Noting the antimicrobial properties of known quinone compounds, the researchers from Zare's laboratory sent samples of the two newly discovered compounds to pathologist Rogelio Hernández-Pando and his colleagues at the Salvador Zubirán National Institute of Health Sciences and Nutrition, in Mexico City, for further testing.


According to the study, Hernández-Pando's team found that red 1,4-benzoquinone effectively destroyed the highly infectious Staphylococcus aureus, which previous studies have linked to skin infections, while blue 1,4-benzoquinone was able to kill different strains of Mycobacterium tuberculosis — including antibiotic-resistant ones.

Potential cure for tuberculosis?

Tuberculosis ranks among the world's top causes of death, infecting 10 million and killing 1.5 million people in 2018,  according to the World Health Organization (WHO).

This development led to another question for the researchers: "We found that these compounds killed bacteria, but then the question became, 'Will it kill you, too?'"

The answer, according to Zare, is no.

"Hernández-Pando's group showed that the blue compound kills tuberculosis bacteria but leaves the lining of the lungs in mice intact," Zare said, noting that this property might make the compound an important drug in the fight against tuberculosis.

According to Possani, whose research revolves around discovering new medical treatments based on scorpion venom, the discoveries regarding the compounds’ medicinal potential may not have become possible if it were not for Zare’s team, noting the latter’s successful synthesis of the compounds in response to the extremely low amount of venom they extracted from the arachnids.

"We only had 0.5 microliters of the venom to work with.

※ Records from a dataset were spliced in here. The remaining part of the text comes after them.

use std::net::SocketAddr;

use crate::engine::EngineError;

// ── Booking flow ────────────────────────────────────────────────

/// Counter: quotes handed out by `request_booking`.
pub const QUOTES_ISSUED_TOTAL: &str = "clubstay_quotes_issued_total";

/// Counter: quotes dropped or refused because they outlived their TTL.
pub const QUOTES_EXPIRED_TOTAL: &str = "clubstay_quotes_expired_total";

/// Counter: booking requests refused. Labels: reason.
pub const REQUESTS_REJECTED_TOTAL: &str = "clubstay_requests_rejected_total";

pub const BOOKINGS_CONFIRMED_TOTAL: &str = "clubstay_bookings_confirmed_total";

pub const BOOKINGS_CANCELLED_TOTAL: &str = "clubstay_bookings_cancelled_total";

/// Histogram: availability search latency in seconds.
pub const AVAILABILITY_QUERY_DURATION_SECONDS: &str = "clubstay_availability_query_duration_seconds";

// ── Session and storage ─────────────────────────────────────────

/// Counter: data sources replaced by built-in defaults. Labels: source.
pub const DATA_LOAD_FALLBACKS_TOTAL: &str = "clubstay_data_load_fallbacks_total";

pub const JOURNAL_COMPACTIONS_TOTAL: &str = "clubstay_journal_compactions_total";

/// Counter: rejected member/admin secrets.
pub const AUTH_FAILURES_TOTAL: &str = "clubstay_auth_failures_total";

/// Install Prometheus metrics exporter on the given port. No-op if port is None.
pub fn init(port: Option<u16>) {
    let Some(port) = port else { return };
    let addr: SocketAddr = ([0, 0, 0, 0], port).into();
    metrics_exporter_prometheus::PrometheusBuilder::new()
        .with_http_listener(addr)
        .install()
        .expect("failed to install Prometheus metrics exporter");
    tracing::info!("metrics endpoint: http://0.0.0.0:{port}/metrics");
}

/// Short label for an error, for the `reason` metric label.
pub fn error_label(err: &EngineError) -> &'static str {
    match err {
        EngineError::InvalidRange { .. } => "invalid_range",
        EngineError::ClosedPeriod { .. } => "closed_period",
        EngineError::RoomUnavailable { .. } => "room_unavailable",
        EngineError::UnknownRoom(_) => "unknown_room",
        EngineError::DuplicateRoom(_) => "duplicate_room",
        EngineError::NoRoomsSelected => "no_rooms_selected",
        EngineError::DuplicateBooking(_) => "duplicate_booking",
        EngineError::NotFound(_) => "not_found",
        EngineError::AlreadyCancelled(_) => "already_cancelled",
        EngineError::QuoteExpired(_) => "quote_expired",
        EngineError::OccupancyMismatch { .. } => "occupancy_mismatch",
        EngineError::OccupancyOutOfBounds { .. } => "occupancy_out_of_bounds",
        EngineError::TooManyOpenBookings { .. } => "too_many_open_bookings",
        EngineError::GroupPolicy(_) => "group_policy",
        EngineError::MissingRate { .. } => "missing_rate",
        EngineError::NoCancellationRule { .. } => "no_cancellation_rule",
        EngineError::LimitExceeded(_) => "limit_exceeded",
        EngineError::WalError(_) => "journal",
    }
}
use std::io;
use std::path::{Path, PathBuf};
use std::time::Duration;

use chrono::{NaiveDate, NaiveDateTime};
use rust_decimal::Decimal;
use serde::Deserialize;
use serde_json::Value;
use tracing::{debug, info, warn};
use ulid::Ulid;

use crate::defaults;
use crate::inventory::Inventory;
use crate::model::*;
use crate::rules::Rules;
use crate::tariff::TariffTable;

/// Why a data source could not be used. Logged, then replaced by defaults.
#[derive(Debug)]
pub enum DataLoadError {
    Io(io::Error),
    Timeout(Duration),
    Malformed(String),
}

impl std::fmt::Display for DataLoadError {
    fn fmt(&self, f: &mut std::fmt::Formatter<'_>) -> std::fmt::Result {
        match self {
            DataLoadError::Io(e) => write!(f, "read failed: {e}"),
            DataLoadError::Timeout(d) => write!(f, "timed out after {}ms", d.as_millis()),
            DataLoadError::Malformed(msg) => write!(f, "malformed: {msg}"),
        }
    }
}

impl std::error::Error for DataLoadError {}

impl From<io::Error> for DataLoadError {
    fn from(e: io::Error) -> Self {
        DataLoadError::Io(e)
    }
}

/// Everything one booking session needs.
#[derive(Debug, Clone)]
pub struct SessionData {
    pub inventory: Inventory,
    pub tariff: TariffTable,
    pub rules: Rules,
    pub periods: Vec<RestrictedPeriod>,
    /// Bookings imported from an external list; seeded into the ledger.
    pub bookings: Vec<Booking>,
}

impl SessionData {
    /// The built-in data set, with no imported bookings.
    pub fn defaults() -> Self {
        Self {
            inventory: defaults::inventory(),
            tariff: defaults::tariff(),
            rules: defaults::rules(),
            periods: defaults::restricted_periods(),
            bookings: Vec::new(),
        }
    }
}

#[derive(Debug, Clone)]
pub struct DataSources {
    pub rooms: PathBuf,
    pub tariff: PathBuf,
    pub rules: PathBuf,
    pub periods: PathBuf,
    pub bookings: Option<PathBuf>,
    pub timeout: Duration,
}

impl DataSources {
    /// Conventional file names under `dir`. A `rooms.csv` wins over `rooms.json`.
    pub fn in_dir(dir: &Path, timeout: Duration) -> Self {
        let csv = dir.join("rooms.csv");
        let rooms = if csv.exists() { csv } else { dir.join("rooms.json") };
        let bookings = dir.join("bookings.json");
        Self {
            rooms,
            tariff: dir.join("tariff.json"),
            rules: dir.join("rules.json"),
            periods: dir.join("restricted_periods.json"),
            bookings: bookings.exists().then_some(bookings),
            timeout,
        }
    }
}

async fn read_source(path: &Path, timeout: Duration) -> Result<String, DataLoadError> {
    match tokio::time::timeout(timeout, tokio::fs::read_to_string(path)).await {
        Ok(result) => Ok(result?),
        Err(_) => Err(DataLoadError::Timeout(timeout)),
    }
}

/// Read and parse one source, substituting `fallback` on any failure.
async fn load_or_default<T>(
    source: &'static str,
    path: &Path,
    timeout: Duration,
    parse: impl FnOnce(&str) -> Result<T, DataLoadError>,
    fallback: impl FnOnce() -> T,
) -> T {
    match read_source(path, timeout).await.and_then(|text| parse(&text)) {
        Ok(value) => {
            info!(source, path = %path.display(), "loaded");
            value
        }
        Err(e) => {
            warn!(source, path = %path.display(), "{e}; using built-in defaults");
            metrics::counter!(crate::observability::DATA_LOAD_FALLBACKS_TOTAL, "source" => source)
                .increment(1);
            fallback()
        }
    }
}

fn parse_rooms(path: &Path) -> impl FnOnce(&str) -> Result<Inventory, DataLoadError> + '_ {
    move |text: &str| {
        let delimited = path
            .extension()
            .and_then(|e| e.to_str())
            .is_some_and(|e| matches!(e.to_ascii_lowercase().as_str(), "csv" | "tsv" | "txt"));
        if delimited {
            Inventory::from_delimited(text)
        } else {
            Inventory::from_json(text)
        }
    }
}

fn parse_periods(text: &str) -> Result<Vec<RestrictedPeriod>, DataLoadError> {
    serde_json::from_str(text).map_err(|e| DataLoadError::Malformed(e.to_string()))
}

/// Load every source concurrently. Never fails: each source falls back on its own.
pub async fn load_session(sources: &DataSources) -> SessionData {
    let t = sources.timeout;
    let imported_at = chrono::Local::now().naive_local();
    let (inventory, tariff, rules, periods, bookings) = tokio::join!(
        load_or_default("rooms", &sources.rooms, t, parse_rooms(&sources.rooms), defaults::inventory),
        load_or_default("tariff", &sources.tariff, t, TariffTable::from_json, defaults::tariff),
        load_or_default("rules", &sources.rules, t, Rules::from_json, defaults::rules),
        load_or_default("periods", &sources.periods, t, parse_periods, defaults::restricted_periods),
        async {
            match &sources.bookings {
                Some(path) => {
                    load_or_default(
                        "bookings",
                        path,
                        t,
                        |text| parse_bookings(text, imported_at),
                        Vec::new,
                    )
                    .await
                }
                None => Vec::new(),
            }
        },
    );
    SessionData {
        inventory,
        tariff,
        rules,
        periods,
        bookings,
    }
}

/// One room of an externally kept booking.
#[derive(Debug, Deserialize)]
struct BookingRow {
    #[serde(default)]
    id: Option<Value>,
    #[serde(alias = "checkIn", alias = "ci")]
    check_in: String,
    #[serde(alias = "checkOut", alias = "co")]
    check_out: String,
    block: String,
    #[serde(alias = "room_no", alias = "room")]
    room_id: Value,
    #[serde(default)]
    status: Option<String>,
    #[serde(default, alias = "memberId")]
    member_id: Option<String>,
}

fn parse_day(s: &str) -> Option<NaiveDate> {
    let s = s.trim();
    // Accept full timestamps by keeping only the date part.
    NaiveDate::parse_from_str(s.get(..10).unwrap_or(s), "%Y-%m-%d").ok()
}

fn value_text(v: &Value) -> Option<String> {
    match v {
        Value::String(s) if !s.trim().is_empty() => Some(s.trim().to_string()),
        Value::Number(n) => Some(n.to_string()),
        _ => None,
    }
}

/// Parse an imported booking list: one row per room, rows sharing an id merge.
pub fn parse_bookings(text: &str, imported_at: NaiveDateTime) -> Result<Vec<Booking>, DataLoadError> {
    let rows: Vec<Value> =
        serde_json::from_str(text).map_err(|e| DataLoadError::Malformed(e.to_string()))?;

    // (source id, booking) in first-seen order.
    let mut merged: Vec<(Option<String>, Booking)> = Vec::new();
    for (n, raw) in rows.into_iter().enumerate() {
        let row: BookingRow = match serde_json::from_value(raw) {
            Ok(row) => row,
            Err(e) => {
                debug!(row = n, "dropping booking row: {e}");
                continue;
            }
        };
        let (Some(start), Some(end)) = (parse_day(&row.check_in), parse_day(&row.check_out)) else {
            debug!(row = n, check_in = %row.check_in, check_out = %row.check_out, "dropping booking row with bad dates");
            continue;
        };
        let range = DateRange::new(start, end);
        if range.nights() < 1 {
            debug!(row = n, "dropping booking row with no nights");
            continue;
        }
        let Some(room_id) = value_text(&row.room_id) else {
            debug!(row = n, "dropping booking row without a room");
            continue;
        };
        let room = RoomRef::new(row.block.trim(), room_id);
        let source_id = row.id.as_ref().and_then(value_text);

        if let Some(sid) = &source_id
            && let Some((_, existing)) = merged
                .iter_mut()
                .find(|(id, b)| id.as_deref() == Some(sid) && b.range == range)
        {
            existing.rooms.insert(room);
            continue;
        }

        let id = source_id
            .as_deref()
            .and_then(|s| Ulid::from_string(s).ok())
            .filter(|id| !merged.iter().any(|(_, b)| b.id == *id))
            .unwrap_or_else(Ulid::new);
        let cancelled = row
            .status
            .as_deref()
            .is_some_and(|s| matches!(s.trim().to_ascii_lowercase().as_str(), "cancelled" | "canceled"));
        let booking = Booking {
            id,
            member_id: row.member_id.unwrap_or_default(),
            range,
            rooms: [room].into_iter().collect(),
            occupants: OccupantBreakdown::default(),
            ac: false,
            group: false,
            total_price: Decimal::ZERO,
            status: if cancelled {
                BookingStatus::Cancelled
            } else {
                BookingStatus::Confirmed
            },
            created_at: imported_at,
            cancelled_at: cancelled.then_some(imported_at),
        };
        merged.push((source_id, booking));
    }
    Ok(merged.into_iter().map(|(_, b)| b).collect())
}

This is 10 times less than the amount of blood a mosquito will suck in a single serving," Zare, who specializes in detecting chemical reactions at the molecular level, said, noting that this low yield makes scorpion venom one of the most precious materials in the world.

"It would cost $39 million to produce a gallon of it," Zare added.

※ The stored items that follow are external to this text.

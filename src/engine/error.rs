use chrono::NaiveDate;
use ulid::Ulid;

use crate::model::{Booking, RoomRef, SeasonTier};
use crate::rules::RuleClass;
use crate::tariff::{GuestCategory, RateKind};

#[derive(Debug)]
pub enum EngineError {
    InvalidRange {
        start: NaiveDate,
        end: NaiveDate,
    },
    ClosedPeriod {
        date: NaiveDate,
        name: String,
    },
    /// A requested room is claimed by a confirmed booking for an overlapping night.
    RoomUnavailable {
        room: RoomRef,
        booking: Ulid,
    },
    UnknownRoom(RoomRef),
    DuplicateRoom(RoomRef),
    NoRoomsSelected,
    DuplicateBooking(Ulid),
    NotFound(Ulid),
    AlreadyCancelled(Ulid),
    QuoteExpired(Ulid),
    OccupancyMismatch {
        field: &'static str,
        expected: u32,
        actual: u32,
    },
    OccupancyOutOfBounds {
        room: RoomRef,
        assigned: u32,
        min: u32,
        max: u32,
    },
    /// `open` lists the member's confirmed bookings that count against the limit.
    TooManyOpenBookings {
        limit: usize,
        open: Vec<Booking>,
    },
    GroupPolicy(String),
    MissingRate {
        tier: SeasonTier,
        category: GuestCategory,
        kind: RateKind,
    },
    NoCancellationRule {
        class: RuleClass,
        days: i64,
    },
    LimitExceeded(&'static str),
    WalError(String),
}

impl std::fmt::Display for EngineError {
    fn fmt(&self, f: &mut std::fmt::Formatter<'_>) -> std::fmt::Result {
        match self {
            EngineError::InvalidRange { start, end } => {
                write!(f, "invalid stay {start} to {end}: check-out must follow check-in")
            }
            EngineError::ClosedPeriod { date, name } => {
                write!(f, "the club is closed on {date} ({name})")
            }
            EngineError::RoomUnavailable { room, booking } => {
                write!(f, "room {room} is already booked (booking {booking})")
            }
            EngineError::UnknownRoom(room) => write!(f, "unknown room: {room}"),
            EngineError::DuplicateRoom(room) => write!(f, "room {room} selected twice"),
            EngineError::NoRoomsSelected => write!(f, "no rooms selected"),
            EngineError::DuplicateBooking(id) => write!(f, "booking already exists: {id}"),
            EngineError::NotFound(id) => write!(f, "not found: {id}"),
            EngineError::AlreadyCancelled(id) => write!(f, "booking {id} is already cancelled"),
            EngineError::QuoteExpired(id) => write!(f, "quote {id} has expired, request a new one"),
            EngineError::OccupancyMismatch {
                field,
                expected,
                actual,
            } => write!(f, "{field}: expected {expected}, got {actual}"),
            EngineError::OccupancyOutOfBounds {
                room,
                assigned,
                min,
                max,
            } => write!(f, "room {room} takes {min} to {max} guests, {assigned} assigned"),
            EngineError::TooManyOpenBookings { limit, open } => {
                let stays: Vec<String> = open
                    .iter()
                    .map(|b| format!("{} ({} to {})", b.id, b.range.start, b.range.end))
                    .collect();
                write!(
                    f,
                    "member already holds {} of {limit} open bookings: {}",
                    open.len(),
                    stays.join(", ")
                )
            }
            EngineError::GroupPolicy(msg) => write!(f, "group booking rejected: {msg}"),
            EngineError::MissingRate {
                tier,
                category,
                kind,
            } => write!(f, "no {tier} rate for {category:?} {kind:?}"),
            EngineError::NoCancellationRule { class, days } => {
                write!(f, "no {class} cancellation rule for {days} days before check-in")
            }
            EngineError::LimitExceeded(msg) => write!(f, "limit exceeded: {msg}"),
            EngineError::WalError(e) => write!(f, "journal error: {e}"),
        }
    }
}

impl std::error::Error for EngineError {}
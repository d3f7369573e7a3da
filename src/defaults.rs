//! Built-in data set, used whenever a configured source cannot be loaded.

use crate::inventory::Inventory;
use crate::model::RestrictedPeriod;
use crate::rules::Rules;
use crate::tariff::TariffTable;

const ROOMS: &str = include_str!("../data/rooms.json");
const TARIFF: &str = include_str!("../data/tariff.json");
const RULES: &str = include_str!("../data/rules.json");
const RESTRICTED_PERIODS: &str = include_str!("../data/restricted_periods.json");

pub fn inventory() -> Inventory {
    Inventory::from_json(ROOMS).expect("built-in rooms.json is valid")
}

pub fn tariff() -> TariffTable {
    TariffTable::from_json(TARIFF).expect("built-in tariff.json is valid")
}

pub fn rules() -> Rules {
    Rules::from_json(RULES).expect("built-in rules.json is valid")
}

pub fn restricted_periods() -> Vec<RestrictedPeriod> {
    serde_json::from_str(RESTRICTED_PERIODS).expect("built-in restricted_periods.json is valid")
}

#[cfg(test)]
mod tests {
    use super::*;
    use crate::model::{PeriodKind, RoomRef};
    use crate::rules::RuleClass;

    #[test]
    fn built_in_data_parses() {
        let inv = inventory();
        assert_eq!(inv.len(), 39);
        assert_eq!(inv.blocks(), vec!["A", "B", "Old C", "New C", "D", "Old E", "New E"]);
        assert!(inv.get(&RoomRef::new("New C", "C-10")).is_some());

        let rules = rules();
        assert_eq!(rules.max_live_bookings, 2);
        for class in [
            RuleClass::Regular,
            RuleClass::Special,
            RuleClass::GroupComplete,
            RuleClass::GroupPartial,
        ] {
            assert!(!rules.cancellation.for_class(class).is_empty(), "{class}");
        }
        assert_eq!(rules.group.as_ref().map(|g| g.min_rooms), Some(10));

        let periods = restricted_periods();
        assert_eq!(periods.len(), 25);
        assert!(periods.iter().any(|p| p.kind == PeriodKind::Closed && p.name == "Monsoons"));

        assert!(tariff().special.temp.extra_child.is_some());
    }
}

According to the researchers, while the initial results of their study produced satisfactory results, they still plan to continue their collaboration in order to find out how to use D. melici venom for good, as well as learn why the two relatively non-toxic compounds are present in the venom in the first place.

“These compounds might not be the poisonous component of the venom,” Zare said. “We have no idea why the scorpion makes these compounds. There are more mysteries.”